Plus largement, Thierry Michel constate, dans le concert entre pays, un décalage flagrant entre ce qui se passe au Congo et en Ukraine. En Ukraine on est déjà dans les enquêtes ; on a déjà ciblé les criminels, commencé des procédures judiciaires, pris des sanctions. Au Congo, après 25 ans, rien de tout ça. C’est la loi de la confidentialité. Les Nations Unies ont une liste des présumés criminels de crimes de guerre, de crimes contre l’Humanité les plus atroces. Mais elle est secrète. C’est invraisemblable. C’est comme si on disait, 25 ans après la guerre 40-45, qu’il y a le secret sur les criminels nazis (alors qu’il y avait eu des procès comme celui de Nuremberg). Ici, rien de tout cela. Pas de procès internationaux ". Et ce, " alors qu’on sait que ce conflit est un conflit international " explique Thierry Michel. Plusieurs pays limitrophes sont ainsi venus occuper une partie du territoire congolais, " mais aussi se faire la guerre ". Le cinéaste explique ainsi que le Rwanda et l’Ouganda se sont déchirés pour prendre des mines de diamants de la région de Kisangani. " Des milliers de civils sont morts. Six mille bombes sont tombées ".

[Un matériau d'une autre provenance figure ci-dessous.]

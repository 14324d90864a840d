use std::env;
use std::error::Error;

use log::{info, LevelFilter};

use hypervolume::core::Population;
use hypervolume::metrics::{HyperVolume, Wfg};

/// Calculate the hyper-volume of the non-dominated front of a small population with three
/// objectives and find the individual contributing the least to it. The reference point is the
/// nadir point of the front shifted by `0.1`.
///
/// Run this with:
///
/// `cargo run --example least_contributor`
fn main() -> Result<(), Box<dyn Error>> {
    // Add log
    env_logger::builder().filter_level(LevelFilter::Info).init();

    // The fitness of the individuals; the last two are dominated
    let population = Population::new(vec![
        vec![0.1, 0.8, 0.6],
        vec![0.5, 0.5, 0.5],
        vec![0.9, 0.2, 0.3],
        vec![0.4, 0.3, 0.9],
        vec![0.6, 0.6, 0.7],
        vec![1.0, 0.9, 0.9],
    ]);
    let hv = HyperVolume::from_population(&population, 0)?;
    info!("The first front has {} points", hv.points().len());

    let reference_point = hv.nadir_point(0.1);
    info!("Using reference point {:?}", reference_point);

    // The best algorithm for 3 objectives is selected when no algorithm is given
    let value = hv.compute(&reference_point, None)?;
    info!("Hyper-volume = {value}");

    // Any algorithm can be forced
    let wfg_value = hv.compute(&reference_point, Some(&Wfg::default()))?;
    info!("Hyper-volume with WFG = {wfg_value}");

    let contributions = hv.contributions(&reference_point, None)?;
    info!("Contributions = {:?}", contributions);
    let least = hv.least_contributor(&reference_point, None)?;
    info!("The least contributor is {:?}", hv.points()[least]);

    // Export the front
    let file = hv.save_to_json(&env::temp_dir(), Some("least_contributor"))?;
    info!("Front exported to {:?}", file);

    Ok(())
}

C’est la loi de la confidentialité

Depuis quelques mois maintenant, les violences reprennent dans l’Est. Ce qui ne surprend pas Thierry Michel. " Puisqu’évidemment, personne ne réagit ". " Tout le monde sait, c’est certifié que des troupes rwandaises occupent une partie de l’est du Congo sous couvert d’une rébellion, appelée le M-23. Et on attend des diplomaties, et notamment de la diplomatie belge, une position claire et nette de dénonciation de cette occupation. Comme on le fait pour l’Ukraine ".

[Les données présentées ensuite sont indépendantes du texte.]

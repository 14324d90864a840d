use crate::core::OError;

/// The preferred solution when two points are compared by Pareto dominance.
#[derive(Debug, PartialEq)]
pub enum PreferredSolution {
    /// The first point dominates the second one.
    First,
    /// The second point dominates the first one.
    Second,
    /// Neither point dominates the other one.
    MutuallyPreferred,
}

/// Compare two points by Pareto dominance when all objectives are minimised. A point `a`
/// dominates `b` when all its coordinates are smaller or equal than the coordinates of `b` and at
/// least one coordinate is strictly smaller.
///
/// # Arguments
///
/// * `a`: The first point.
/// * `b`: The second point. This must have the same size of `a`.
///
/// returns: `PreferredSolution`
pub fn dominance(a: &[f64], b: &[f64]) -> PreferredSolution {
    let mut a_better = false;
    let mut b_better = false;
    for (va, vb) in a.iter().zip(b) {
        if va < vb {
            a_better = true;
        } else if vb < va {
            b_better = true;
        }
        if a_better && b_better {
            return PreferredSolution::MutuallyPreferred;
        }
    }

    match (a_better, b_better) {
        (true, false) => PreferredSolution::First,
        (false, true) => PreferredSolution::Second,
        _ => PreferredSolution::MutuallyPreferred,
    }
}

/// Outputs of the non-dominated sort algorithm.
#[derive(Debug)]
pub struct NonDominatedSortResults {
    /// A vector containing sub-vectors. Each child vector represents a front (with the first being
    /// the primary non-dominated front with solutions of rank 1); each child vector contains
    /// the indexes of the points passed to [`fast_non_dominated_sort`] belonging to that front.
    pub front_indexes: Vec<Vec<usize>>,
    /// Number of points that dominates a solution at a given vector index. When the counter
    /// is 0, the solution is non-dominated. This is `n_p` in the paper.
    pub domination_counter: Vec<usize>,
}

/// Non-dominated fast sorting from NSGA2 paper (with complexity $O(M * N^2)$, where `M` is the
/// number of objectives and `N` the number of points).
///
/// This sorts points into fronts. Points that are not dominated by any other point will belong
/// to the first front.
///
/// Implemented based on paragraph 3A in:
/// > K. Deb, A. Pratap, S. Agarwal and T. Meyarivan, "A fast and elitist multi-objective genetic
/// > algorithm: NSGA-II," in IEEE Transactions on Evolutionary Computation, vol. 6, no. 2, pp.
/// > 182-197, April 2002, doi: 10.1109/4235.996017.
///
/// # Arguments
///
/// * `points`: The objective values of each solution to sort by dominance.
/// * `first_front_only`: Return the first front only with the rank 1 (i.e. containing only
///   non-dominated points). If you need only the first front set this to true to avoid
///   ranking the remaining points.
///
/// returns: `Result<NonDominatedSortResults, OError>`.
pub fn fast_non_dominated_sort(
    points: &[Vec<f64>],
    first_front_only: bool,
) -> Result<NonDominatedSortResults, OError> {
    if points.is_empty() {
        return Err(OError::Generic(
            "At least 1 point is needed for the fast non-dominated sort, but 0 given".to_string(),
        ));
    }

    // this set contains all the points being dominated by a point `p`. This is `S_p` in the paper
    let mut dominated_solutions: Vec<Vec<usize>> = points.iter().map(|_| Vec::new()).collect();
    // number of points that dominates `p`. When the counter is 0, `p` is non-dominated. This
    // is `n_p` in the paper
    let mut domination_counter: Vec<usize> = points.iter().map(|_| 0).collect();

    for pi in 0..points.len() {
        for qi in pi + 1..points.len() {
            match dominance(&points[pi], &points[qi]) {
                PreferredSolution::First => {
                    // `p` dominates `q` - add `q` to the set of solutions dominated by `p`
                    dominated_solutions[pi].push(qi);
                    domination_counter[qi] += 1;
                }
                PreferredSolution::Second => {
                    // q dominates p
                    dominated_solutions[qi].push(pi);
                    domination_counter[pi] += 1;
                }
                PreferredSolution::MutuallyPreferred => {}
            }
        }
    }

    // points not dominated by any other belong to the first front
    let mut current_front: Vec<usize> = (0..points.len())
        .filter(|pi| domination_counter[*pi] == 0)
        .collect();

    if first_front_only {
        return Ok(NonDominatedSortResults {
            front_indexes: vec![current_front],
            domination_counter,
        });
    }

    let mut all_fronts: Vec<Vec<usize>> = vec![current_front.clone()];
    let e_domination_counter = domination_counter.clone();
    loop {
        let mut next_front: Vec<usize> = Vec::new();
        for pi in current_front.iter() {
            for qi in dominated_solutions[*pi].iter() {
                domination_counter[*qi] -= 1;

                // no point in the following fronts dominates `q`
                if domination_counter[*qi] == 0 {
                    next_front.push(*qi);
                }
            }
        }

        if next_front.is_empty() {
            break;
        }
        next_front.sort();
        all_fronts.push(next_front.clone());
        current_front = next_front;
    }

    Ok(NonDominatedSortResults {
        front_indexes: all_fronts,
        domination_counter: e_domination_counter,
    })
}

Une situation pacifiée que le réalisateur appelle de ses vœux. " Il faut d’abord que les Congolais prennent conscience des enjeux qui sont ceux de leur pays, pourquoi il y a ces guerres et ces massacres. Et aussi qu’il y a des amis et des " vrais " amis… "

Le film " L’Empire du silence " est à retrouver ce soir à partir de 20h25… sur la Une.